* _WHAT THE EXERCISE ASKS_: Could you copy every line of the data that contains "description"?
+++ DATA FOR ANALYSIS +++
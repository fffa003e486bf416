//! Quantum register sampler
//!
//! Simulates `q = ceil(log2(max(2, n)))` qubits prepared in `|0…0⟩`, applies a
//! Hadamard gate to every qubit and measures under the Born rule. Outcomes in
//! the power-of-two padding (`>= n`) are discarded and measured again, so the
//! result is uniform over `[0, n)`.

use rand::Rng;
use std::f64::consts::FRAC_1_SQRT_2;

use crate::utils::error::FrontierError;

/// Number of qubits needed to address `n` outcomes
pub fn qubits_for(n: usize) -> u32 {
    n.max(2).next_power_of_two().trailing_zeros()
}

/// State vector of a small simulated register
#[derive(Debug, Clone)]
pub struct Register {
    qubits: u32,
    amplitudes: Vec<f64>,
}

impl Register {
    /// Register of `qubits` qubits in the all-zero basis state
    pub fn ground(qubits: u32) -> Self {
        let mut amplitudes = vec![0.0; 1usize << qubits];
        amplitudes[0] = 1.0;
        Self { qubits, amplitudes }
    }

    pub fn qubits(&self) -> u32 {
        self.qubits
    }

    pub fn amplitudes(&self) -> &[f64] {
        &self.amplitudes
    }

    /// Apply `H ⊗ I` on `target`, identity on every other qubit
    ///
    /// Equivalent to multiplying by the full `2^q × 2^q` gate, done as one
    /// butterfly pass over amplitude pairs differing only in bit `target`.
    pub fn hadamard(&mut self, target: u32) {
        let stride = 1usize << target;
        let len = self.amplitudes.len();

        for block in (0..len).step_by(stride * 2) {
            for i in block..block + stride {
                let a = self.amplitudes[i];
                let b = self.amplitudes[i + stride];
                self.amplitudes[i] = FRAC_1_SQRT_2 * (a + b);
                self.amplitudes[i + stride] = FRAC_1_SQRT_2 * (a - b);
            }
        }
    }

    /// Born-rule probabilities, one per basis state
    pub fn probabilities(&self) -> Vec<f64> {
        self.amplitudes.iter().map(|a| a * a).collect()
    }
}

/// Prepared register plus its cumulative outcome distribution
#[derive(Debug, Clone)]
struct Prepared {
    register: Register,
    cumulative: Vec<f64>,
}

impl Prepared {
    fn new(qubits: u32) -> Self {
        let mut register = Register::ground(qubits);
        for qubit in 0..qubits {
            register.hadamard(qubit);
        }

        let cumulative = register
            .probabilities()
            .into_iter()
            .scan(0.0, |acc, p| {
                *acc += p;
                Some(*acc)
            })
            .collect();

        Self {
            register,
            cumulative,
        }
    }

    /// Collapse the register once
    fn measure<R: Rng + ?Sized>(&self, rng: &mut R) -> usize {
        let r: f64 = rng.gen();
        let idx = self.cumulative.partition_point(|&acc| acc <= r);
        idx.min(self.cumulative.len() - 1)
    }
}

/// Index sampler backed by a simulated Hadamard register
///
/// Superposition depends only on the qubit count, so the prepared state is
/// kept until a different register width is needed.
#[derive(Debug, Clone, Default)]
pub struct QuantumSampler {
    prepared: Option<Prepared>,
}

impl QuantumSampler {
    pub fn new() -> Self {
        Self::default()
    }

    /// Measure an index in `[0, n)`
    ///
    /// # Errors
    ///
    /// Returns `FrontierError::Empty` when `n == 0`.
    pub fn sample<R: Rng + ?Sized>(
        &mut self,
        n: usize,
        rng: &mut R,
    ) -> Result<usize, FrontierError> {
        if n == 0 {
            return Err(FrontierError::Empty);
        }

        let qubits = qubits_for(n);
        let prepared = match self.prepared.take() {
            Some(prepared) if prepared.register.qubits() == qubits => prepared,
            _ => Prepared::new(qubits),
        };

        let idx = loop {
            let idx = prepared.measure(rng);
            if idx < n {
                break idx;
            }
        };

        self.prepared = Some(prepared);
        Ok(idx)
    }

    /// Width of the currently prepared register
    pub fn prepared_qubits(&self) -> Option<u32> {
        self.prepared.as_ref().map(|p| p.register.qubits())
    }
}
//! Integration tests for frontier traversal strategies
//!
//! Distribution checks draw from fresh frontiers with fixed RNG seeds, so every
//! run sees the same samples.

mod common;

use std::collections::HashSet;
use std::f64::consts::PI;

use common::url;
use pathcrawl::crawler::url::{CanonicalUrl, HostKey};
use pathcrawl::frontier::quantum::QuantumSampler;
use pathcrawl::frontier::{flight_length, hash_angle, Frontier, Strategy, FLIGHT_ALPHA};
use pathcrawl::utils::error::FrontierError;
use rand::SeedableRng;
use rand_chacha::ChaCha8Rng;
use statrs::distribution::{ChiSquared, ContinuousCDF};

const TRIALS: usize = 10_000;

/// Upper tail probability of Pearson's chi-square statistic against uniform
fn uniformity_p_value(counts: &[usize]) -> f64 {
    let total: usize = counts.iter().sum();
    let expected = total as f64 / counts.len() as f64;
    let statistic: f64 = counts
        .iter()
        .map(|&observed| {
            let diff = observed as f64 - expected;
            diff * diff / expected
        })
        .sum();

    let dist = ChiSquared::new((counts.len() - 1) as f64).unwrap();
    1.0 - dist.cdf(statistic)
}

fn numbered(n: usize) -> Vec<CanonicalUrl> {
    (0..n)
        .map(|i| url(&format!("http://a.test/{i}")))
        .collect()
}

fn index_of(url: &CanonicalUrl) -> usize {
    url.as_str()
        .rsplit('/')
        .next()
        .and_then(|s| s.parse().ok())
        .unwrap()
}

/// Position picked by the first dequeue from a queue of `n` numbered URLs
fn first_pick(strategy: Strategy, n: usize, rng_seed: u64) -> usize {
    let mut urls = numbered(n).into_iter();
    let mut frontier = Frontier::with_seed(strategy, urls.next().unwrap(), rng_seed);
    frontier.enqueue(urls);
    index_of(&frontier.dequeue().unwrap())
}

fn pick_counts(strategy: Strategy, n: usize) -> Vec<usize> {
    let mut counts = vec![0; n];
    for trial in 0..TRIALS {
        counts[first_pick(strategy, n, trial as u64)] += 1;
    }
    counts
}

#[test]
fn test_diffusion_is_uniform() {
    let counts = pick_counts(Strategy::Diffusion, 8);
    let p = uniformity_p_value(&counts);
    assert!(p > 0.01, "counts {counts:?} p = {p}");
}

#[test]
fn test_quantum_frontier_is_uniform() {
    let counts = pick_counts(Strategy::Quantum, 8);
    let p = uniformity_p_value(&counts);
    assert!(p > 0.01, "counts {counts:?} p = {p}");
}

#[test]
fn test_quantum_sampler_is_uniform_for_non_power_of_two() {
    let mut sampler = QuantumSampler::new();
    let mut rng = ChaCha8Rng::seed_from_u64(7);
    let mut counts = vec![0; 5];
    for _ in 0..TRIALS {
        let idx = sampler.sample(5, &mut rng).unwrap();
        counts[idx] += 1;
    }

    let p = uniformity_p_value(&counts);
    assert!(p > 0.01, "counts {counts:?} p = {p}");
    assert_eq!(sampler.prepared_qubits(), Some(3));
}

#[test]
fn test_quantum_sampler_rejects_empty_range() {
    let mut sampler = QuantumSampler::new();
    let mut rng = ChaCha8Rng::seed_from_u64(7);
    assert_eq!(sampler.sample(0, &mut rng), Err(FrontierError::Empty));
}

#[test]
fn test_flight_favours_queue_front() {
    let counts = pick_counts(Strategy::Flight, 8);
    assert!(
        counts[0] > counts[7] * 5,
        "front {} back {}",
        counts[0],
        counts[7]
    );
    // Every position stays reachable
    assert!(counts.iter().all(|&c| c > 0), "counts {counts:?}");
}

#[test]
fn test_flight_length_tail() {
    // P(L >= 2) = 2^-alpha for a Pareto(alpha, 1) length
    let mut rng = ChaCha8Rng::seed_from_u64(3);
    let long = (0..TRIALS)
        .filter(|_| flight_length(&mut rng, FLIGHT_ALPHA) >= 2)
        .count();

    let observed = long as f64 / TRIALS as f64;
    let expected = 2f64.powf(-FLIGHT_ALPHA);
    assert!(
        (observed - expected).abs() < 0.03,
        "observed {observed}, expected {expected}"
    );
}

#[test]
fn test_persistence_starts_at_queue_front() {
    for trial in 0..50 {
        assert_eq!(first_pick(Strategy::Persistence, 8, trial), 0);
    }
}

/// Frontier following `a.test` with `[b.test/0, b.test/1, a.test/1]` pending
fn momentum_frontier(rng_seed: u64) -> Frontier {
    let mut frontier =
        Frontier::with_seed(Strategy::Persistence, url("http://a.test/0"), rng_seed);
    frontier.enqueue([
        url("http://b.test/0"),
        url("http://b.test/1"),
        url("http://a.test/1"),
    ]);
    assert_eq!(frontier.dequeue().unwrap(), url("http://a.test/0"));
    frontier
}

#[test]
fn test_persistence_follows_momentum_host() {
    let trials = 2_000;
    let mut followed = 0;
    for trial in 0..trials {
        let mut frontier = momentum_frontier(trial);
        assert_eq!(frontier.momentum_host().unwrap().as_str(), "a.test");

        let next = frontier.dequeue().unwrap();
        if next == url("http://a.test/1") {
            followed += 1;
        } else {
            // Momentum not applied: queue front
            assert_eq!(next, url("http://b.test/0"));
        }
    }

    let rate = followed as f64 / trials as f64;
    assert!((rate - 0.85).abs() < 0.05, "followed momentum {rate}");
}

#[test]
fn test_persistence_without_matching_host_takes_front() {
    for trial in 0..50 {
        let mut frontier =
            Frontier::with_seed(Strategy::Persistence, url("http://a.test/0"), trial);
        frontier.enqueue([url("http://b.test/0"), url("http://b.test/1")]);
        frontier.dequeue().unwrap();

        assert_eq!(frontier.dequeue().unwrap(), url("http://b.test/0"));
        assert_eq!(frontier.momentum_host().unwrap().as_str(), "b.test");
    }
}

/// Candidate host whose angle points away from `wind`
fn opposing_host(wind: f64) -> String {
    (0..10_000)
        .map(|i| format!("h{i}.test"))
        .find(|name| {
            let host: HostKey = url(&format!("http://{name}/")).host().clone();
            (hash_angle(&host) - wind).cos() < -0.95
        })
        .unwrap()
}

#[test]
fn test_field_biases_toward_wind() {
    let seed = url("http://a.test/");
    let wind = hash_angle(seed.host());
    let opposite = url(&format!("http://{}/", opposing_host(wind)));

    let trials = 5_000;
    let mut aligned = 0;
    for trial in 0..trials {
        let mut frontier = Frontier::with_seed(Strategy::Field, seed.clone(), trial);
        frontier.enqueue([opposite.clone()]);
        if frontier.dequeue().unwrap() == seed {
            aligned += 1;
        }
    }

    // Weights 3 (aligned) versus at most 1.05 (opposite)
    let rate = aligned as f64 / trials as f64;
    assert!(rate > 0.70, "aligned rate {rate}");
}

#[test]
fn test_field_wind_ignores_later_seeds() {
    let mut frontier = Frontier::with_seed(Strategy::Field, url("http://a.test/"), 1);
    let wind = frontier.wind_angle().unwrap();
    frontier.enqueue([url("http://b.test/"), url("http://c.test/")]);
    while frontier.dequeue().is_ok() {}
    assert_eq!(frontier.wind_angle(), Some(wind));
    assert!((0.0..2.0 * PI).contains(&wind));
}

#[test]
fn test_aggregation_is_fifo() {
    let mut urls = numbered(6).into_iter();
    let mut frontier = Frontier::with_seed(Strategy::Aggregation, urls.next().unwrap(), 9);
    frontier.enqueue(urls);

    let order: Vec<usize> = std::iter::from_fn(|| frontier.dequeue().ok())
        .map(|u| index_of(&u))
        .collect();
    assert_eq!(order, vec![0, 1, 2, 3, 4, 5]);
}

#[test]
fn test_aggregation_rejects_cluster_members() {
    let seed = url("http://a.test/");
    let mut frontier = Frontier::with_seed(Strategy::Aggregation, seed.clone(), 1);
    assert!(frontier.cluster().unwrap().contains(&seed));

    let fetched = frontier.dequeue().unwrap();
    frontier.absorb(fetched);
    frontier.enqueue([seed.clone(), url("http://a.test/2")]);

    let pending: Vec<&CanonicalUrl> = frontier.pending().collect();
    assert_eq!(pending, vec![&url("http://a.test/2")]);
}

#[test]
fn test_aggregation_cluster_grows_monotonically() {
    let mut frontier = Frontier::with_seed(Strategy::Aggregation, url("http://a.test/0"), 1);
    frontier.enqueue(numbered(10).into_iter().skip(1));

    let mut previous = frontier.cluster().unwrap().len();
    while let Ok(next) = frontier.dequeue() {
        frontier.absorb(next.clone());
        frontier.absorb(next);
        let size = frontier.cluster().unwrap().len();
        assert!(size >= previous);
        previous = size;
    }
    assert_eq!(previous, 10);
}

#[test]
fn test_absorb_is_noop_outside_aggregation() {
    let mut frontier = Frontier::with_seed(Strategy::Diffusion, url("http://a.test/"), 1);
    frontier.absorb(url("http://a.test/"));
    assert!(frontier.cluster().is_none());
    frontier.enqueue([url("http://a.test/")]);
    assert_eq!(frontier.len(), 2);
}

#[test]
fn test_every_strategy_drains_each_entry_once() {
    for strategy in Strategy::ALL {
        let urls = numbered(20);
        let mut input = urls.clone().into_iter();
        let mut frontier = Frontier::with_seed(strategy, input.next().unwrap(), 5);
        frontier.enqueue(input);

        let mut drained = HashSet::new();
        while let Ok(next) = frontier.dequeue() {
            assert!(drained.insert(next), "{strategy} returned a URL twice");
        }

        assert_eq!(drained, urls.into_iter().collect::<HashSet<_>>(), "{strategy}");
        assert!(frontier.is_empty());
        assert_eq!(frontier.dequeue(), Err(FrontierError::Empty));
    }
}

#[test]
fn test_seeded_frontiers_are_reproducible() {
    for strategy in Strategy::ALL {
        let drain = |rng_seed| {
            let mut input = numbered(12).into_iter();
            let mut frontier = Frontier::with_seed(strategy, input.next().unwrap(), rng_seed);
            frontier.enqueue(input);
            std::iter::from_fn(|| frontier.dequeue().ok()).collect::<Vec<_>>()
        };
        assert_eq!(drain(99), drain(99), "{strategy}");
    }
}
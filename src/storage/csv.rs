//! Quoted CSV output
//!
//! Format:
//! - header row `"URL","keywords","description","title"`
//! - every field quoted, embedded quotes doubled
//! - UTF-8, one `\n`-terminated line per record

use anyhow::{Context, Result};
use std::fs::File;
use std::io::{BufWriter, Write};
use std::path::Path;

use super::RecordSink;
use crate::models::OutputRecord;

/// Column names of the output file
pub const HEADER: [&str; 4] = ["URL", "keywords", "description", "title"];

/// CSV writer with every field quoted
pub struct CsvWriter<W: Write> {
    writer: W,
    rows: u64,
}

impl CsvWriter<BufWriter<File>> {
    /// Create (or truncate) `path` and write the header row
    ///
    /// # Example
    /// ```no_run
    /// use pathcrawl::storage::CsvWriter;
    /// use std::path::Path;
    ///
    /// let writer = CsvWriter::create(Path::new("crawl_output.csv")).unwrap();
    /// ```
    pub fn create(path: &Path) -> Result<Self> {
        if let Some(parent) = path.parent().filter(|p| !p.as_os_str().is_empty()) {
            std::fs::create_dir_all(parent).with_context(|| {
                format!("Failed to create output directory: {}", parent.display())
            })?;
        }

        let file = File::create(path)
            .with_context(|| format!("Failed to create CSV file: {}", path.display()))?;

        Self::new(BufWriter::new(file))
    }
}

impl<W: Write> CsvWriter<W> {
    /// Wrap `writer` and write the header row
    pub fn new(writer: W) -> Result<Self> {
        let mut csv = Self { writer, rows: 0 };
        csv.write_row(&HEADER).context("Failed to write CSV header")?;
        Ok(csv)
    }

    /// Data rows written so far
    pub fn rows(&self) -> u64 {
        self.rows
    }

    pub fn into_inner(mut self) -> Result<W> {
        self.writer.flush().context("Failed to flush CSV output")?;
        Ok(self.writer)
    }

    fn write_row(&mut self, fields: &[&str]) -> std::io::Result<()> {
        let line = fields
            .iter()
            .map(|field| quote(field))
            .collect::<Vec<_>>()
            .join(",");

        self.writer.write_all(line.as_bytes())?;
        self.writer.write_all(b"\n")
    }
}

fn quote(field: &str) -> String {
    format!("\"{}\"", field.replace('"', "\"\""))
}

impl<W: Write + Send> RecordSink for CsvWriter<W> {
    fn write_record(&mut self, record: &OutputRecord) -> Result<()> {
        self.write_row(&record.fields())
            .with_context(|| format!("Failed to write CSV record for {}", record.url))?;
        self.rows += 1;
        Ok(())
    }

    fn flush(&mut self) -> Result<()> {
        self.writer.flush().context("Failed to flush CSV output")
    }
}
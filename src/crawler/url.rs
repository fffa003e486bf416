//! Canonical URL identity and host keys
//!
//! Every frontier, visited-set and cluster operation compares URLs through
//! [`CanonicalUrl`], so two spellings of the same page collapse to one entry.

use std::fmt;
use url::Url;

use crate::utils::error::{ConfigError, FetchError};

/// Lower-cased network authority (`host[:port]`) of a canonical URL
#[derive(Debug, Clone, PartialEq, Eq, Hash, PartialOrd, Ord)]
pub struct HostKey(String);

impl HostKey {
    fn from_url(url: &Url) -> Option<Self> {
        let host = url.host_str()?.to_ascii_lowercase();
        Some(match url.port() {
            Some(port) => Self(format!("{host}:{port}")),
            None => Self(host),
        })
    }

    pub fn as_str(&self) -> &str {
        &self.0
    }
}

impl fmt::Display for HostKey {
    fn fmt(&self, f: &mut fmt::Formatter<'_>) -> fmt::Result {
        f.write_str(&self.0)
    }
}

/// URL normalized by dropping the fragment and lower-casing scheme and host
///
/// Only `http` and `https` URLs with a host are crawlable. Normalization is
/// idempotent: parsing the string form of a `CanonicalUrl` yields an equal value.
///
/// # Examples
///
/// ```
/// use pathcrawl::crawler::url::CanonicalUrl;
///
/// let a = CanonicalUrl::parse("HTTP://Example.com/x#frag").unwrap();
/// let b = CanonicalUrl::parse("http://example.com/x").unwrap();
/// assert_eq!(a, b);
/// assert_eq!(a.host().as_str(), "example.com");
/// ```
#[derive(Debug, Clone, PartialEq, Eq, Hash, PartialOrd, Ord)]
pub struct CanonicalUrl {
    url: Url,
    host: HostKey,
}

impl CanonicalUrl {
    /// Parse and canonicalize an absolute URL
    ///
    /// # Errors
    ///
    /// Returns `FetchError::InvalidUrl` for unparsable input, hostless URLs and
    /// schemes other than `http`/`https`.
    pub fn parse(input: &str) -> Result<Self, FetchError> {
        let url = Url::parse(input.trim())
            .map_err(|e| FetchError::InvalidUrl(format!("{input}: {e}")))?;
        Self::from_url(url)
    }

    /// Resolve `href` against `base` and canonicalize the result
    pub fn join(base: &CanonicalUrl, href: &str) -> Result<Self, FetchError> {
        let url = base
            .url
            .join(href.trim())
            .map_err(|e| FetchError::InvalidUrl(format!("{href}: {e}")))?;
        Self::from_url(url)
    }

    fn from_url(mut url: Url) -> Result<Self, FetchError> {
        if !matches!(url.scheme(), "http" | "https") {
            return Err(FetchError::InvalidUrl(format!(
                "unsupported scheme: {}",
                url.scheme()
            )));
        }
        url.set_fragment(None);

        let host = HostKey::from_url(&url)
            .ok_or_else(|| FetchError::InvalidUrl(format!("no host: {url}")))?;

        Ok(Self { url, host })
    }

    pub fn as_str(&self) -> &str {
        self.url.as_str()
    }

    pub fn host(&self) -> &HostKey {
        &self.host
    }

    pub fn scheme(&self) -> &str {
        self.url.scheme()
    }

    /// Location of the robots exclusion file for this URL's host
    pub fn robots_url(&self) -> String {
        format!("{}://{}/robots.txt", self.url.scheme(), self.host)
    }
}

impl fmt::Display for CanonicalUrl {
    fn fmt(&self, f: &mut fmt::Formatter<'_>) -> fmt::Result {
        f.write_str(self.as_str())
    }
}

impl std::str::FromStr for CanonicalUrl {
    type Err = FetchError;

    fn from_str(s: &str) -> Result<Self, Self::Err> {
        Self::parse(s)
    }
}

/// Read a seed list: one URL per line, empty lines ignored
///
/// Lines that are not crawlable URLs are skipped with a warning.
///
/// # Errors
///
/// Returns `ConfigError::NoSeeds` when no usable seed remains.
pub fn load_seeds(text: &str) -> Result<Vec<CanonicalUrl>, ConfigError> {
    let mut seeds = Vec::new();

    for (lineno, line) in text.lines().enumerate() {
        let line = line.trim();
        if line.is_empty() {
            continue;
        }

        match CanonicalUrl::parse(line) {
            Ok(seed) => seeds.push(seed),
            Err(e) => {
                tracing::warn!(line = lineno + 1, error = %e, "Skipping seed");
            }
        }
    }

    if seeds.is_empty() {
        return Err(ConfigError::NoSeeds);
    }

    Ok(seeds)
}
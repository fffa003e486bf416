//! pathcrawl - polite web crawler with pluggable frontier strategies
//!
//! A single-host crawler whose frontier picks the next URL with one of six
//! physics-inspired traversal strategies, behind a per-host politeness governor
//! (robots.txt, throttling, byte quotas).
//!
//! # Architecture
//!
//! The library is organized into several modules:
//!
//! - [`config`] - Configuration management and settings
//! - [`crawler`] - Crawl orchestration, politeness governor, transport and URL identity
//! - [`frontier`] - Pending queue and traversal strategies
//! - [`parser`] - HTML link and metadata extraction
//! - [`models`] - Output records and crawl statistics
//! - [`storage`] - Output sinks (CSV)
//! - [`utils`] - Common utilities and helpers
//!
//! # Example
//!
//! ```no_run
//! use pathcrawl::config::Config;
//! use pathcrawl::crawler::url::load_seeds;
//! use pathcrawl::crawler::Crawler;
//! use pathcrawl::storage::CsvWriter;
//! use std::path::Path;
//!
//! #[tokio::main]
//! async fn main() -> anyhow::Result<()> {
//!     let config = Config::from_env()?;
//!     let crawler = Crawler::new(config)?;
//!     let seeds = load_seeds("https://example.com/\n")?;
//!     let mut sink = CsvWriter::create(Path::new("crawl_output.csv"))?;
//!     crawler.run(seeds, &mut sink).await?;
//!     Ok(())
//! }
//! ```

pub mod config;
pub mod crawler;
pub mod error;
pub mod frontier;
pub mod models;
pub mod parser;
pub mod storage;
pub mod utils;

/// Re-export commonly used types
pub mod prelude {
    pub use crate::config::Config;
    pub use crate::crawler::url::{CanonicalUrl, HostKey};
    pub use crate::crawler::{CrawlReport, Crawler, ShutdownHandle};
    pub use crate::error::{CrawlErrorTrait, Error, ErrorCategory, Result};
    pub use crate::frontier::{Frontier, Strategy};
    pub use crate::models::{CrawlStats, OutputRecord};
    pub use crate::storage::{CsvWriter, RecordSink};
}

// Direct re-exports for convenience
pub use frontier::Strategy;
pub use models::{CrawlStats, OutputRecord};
+++
* _ANSWER SECTION_:
//! - header row `"URL","keywords","description","title"`
pub const HEADER: [&str; 4] = ["URL", "keywords", "description", "title"];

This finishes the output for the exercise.